**EXERCISE INPUT**
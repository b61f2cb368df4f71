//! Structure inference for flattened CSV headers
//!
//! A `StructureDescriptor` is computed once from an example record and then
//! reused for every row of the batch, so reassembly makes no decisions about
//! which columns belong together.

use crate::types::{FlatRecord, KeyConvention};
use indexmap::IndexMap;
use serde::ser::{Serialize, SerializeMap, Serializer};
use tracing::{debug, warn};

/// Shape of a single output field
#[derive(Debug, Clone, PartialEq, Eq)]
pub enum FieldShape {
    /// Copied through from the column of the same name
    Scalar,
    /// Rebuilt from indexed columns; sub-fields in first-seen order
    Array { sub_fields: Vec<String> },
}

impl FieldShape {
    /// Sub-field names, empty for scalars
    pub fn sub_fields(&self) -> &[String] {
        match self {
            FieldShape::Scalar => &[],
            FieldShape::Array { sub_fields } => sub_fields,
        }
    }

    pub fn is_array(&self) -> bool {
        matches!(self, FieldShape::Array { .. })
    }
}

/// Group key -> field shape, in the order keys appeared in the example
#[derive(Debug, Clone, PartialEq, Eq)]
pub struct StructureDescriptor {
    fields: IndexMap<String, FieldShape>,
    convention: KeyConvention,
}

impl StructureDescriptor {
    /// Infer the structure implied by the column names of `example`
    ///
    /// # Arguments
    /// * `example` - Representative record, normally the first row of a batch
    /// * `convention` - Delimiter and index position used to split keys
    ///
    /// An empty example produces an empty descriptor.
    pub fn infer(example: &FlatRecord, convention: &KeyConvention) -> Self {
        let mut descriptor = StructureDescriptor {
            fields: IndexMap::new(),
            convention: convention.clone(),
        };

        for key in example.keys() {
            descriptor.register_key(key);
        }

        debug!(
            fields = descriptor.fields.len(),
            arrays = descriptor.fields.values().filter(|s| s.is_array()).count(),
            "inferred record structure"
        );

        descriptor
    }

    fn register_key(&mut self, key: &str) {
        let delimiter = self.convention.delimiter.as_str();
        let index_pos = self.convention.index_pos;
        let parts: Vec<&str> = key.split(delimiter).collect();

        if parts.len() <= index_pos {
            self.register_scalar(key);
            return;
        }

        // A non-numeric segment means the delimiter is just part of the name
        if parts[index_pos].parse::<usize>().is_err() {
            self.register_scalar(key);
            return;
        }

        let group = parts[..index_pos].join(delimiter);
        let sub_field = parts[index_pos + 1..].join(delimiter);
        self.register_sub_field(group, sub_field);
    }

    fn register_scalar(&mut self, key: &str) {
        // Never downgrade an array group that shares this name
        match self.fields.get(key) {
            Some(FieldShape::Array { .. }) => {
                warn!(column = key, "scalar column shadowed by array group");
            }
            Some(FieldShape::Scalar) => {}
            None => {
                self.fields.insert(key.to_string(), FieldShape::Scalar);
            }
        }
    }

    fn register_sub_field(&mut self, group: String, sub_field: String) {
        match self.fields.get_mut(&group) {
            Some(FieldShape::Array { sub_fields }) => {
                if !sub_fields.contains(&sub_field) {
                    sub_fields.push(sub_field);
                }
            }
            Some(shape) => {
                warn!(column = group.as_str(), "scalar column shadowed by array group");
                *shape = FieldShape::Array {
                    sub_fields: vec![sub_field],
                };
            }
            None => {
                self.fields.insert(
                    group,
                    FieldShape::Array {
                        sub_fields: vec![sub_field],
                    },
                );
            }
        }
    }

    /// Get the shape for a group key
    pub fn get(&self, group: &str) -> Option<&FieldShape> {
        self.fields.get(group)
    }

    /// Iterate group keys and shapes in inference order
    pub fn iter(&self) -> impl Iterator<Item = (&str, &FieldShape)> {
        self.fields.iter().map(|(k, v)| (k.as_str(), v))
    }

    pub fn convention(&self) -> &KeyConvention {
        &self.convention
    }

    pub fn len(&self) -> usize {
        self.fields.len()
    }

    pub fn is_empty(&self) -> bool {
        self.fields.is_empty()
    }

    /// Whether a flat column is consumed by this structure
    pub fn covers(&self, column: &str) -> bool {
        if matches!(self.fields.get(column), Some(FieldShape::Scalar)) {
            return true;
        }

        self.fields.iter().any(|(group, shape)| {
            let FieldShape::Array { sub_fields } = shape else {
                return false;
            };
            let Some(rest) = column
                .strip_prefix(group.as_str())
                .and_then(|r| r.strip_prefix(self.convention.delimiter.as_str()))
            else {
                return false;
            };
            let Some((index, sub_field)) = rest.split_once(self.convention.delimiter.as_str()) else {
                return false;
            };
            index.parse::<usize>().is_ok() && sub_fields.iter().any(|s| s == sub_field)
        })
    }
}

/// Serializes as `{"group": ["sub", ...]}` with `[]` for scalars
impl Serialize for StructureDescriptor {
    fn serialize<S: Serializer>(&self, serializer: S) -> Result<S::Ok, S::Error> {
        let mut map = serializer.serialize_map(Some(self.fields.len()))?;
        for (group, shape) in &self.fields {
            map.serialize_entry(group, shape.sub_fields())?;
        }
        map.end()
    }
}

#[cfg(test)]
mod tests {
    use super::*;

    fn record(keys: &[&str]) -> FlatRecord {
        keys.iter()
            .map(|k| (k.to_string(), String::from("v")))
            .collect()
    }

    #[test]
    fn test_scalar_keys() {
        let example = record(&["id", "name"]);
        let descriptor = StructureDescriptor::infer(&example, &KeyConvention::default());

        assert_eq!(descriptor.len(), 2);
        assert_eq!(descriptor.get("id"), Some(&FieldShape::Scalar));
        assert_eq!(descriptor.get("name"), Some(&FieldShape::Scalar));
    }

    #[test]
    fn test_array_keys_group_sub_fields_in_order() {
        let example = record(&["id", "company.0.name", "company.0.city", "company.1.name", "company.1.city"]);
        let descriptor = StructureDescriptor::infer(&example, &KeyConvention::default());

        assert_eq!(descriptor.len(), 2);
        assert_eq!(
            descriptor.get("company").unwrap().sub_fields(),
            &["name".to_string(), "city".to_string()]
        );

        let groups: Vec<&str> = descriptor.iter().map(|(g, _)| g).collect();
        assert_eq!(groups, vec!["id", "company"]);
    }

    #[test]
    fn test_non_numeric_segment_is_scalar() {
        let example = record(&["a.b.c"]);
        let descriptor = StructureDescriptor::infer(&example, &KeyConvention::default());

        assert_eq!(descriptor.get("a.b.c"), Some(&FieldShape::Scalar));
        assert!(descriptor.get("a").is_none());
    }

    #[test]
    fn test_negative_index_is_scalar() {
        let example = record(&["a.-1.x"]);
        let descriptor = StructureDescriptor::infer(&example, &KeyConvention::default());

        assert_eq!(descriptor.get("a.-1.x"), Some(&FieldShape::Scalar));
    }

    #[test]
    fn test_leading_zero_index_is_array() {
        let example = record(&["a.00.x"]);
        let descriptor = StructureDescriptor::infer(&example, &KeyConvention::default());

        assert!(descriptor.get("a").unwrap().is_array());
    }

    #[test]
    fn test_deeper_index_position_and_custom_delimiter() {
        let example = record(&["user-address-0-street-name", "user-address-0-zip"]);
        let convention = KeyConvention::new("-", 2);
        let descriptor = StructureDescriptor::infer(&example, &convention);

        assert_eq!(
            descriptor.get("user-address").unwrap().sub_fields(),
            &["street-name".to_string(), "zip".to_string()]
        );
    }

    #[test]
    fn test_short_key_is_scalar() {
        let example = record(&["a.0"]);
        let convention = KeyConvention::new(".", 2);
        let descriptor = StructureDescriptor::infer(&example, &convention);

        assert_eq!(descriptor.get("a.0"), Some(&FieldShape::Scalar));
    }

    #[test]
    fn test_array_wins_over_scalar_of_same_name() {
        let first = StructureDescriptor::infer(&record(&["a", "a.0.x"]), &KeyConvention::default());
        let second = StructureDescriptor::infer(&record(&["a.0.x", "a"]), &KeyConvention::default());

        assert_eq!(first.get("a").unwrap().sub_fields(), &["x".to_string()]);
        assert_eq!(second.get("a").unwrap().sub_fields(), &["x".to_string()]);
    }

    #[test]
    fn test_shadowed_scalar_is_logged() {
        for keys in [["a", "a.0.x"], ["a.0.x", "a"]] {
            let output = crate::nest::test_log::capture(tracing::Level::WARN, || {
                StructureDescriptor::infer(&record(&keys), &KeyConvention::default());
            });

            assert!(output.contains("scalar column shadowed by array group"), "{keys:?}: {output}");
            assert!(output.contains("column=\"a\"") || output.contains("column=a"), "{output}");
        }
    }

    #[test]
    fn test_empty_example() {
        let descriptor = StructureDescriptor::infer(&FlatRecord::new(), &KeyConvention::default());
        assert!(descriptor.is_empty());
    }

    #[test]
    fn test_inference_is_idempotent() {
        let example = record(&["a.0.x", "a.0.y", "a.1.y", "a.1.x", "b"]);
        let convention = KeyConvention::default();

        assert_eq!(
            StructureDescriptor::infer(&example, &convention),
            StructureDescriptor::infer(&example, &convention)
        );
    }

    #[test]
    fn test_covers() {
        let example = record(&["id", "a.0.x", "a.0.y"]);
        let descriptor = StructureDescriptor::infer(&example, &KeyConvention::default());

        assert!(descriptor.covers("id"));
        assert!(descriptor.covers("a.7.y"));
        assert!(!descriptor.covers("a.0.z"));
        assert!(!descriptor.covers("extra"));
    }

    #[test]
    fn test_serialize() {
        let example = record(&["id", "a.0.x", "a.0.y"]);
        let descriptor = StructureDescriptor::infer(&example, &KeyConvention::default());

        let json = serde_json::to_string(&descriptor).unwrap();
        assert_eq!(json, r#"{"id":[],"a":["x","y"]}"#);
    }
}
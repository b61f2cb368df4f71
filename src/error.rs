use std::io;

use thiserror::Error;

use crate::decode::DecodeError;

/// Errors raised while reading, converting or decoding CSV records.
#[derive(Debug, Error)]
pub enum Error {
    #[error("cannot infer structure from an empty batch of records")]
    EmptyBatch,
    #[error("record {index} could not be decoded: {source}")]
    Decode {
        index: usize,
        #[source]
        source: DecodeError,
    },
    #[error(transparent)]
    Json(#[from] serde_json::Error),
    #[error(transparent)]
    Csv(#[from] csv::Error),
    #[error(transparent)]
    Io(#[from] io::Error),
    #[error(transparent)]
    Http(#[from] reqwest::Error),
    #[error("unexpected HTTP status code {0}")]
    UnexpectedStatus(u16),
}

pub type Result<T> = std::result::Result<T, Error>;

**WORK INSTRUCTIONS**
Within the records, filter for lines that contain the word "address" and show each one.

**EXERCISE RESULT**
        let example = record(&["user-address-0-street-name", "user-address-0-zip"]);
            descriptor.get("user-address").unwrap().sub_fields(),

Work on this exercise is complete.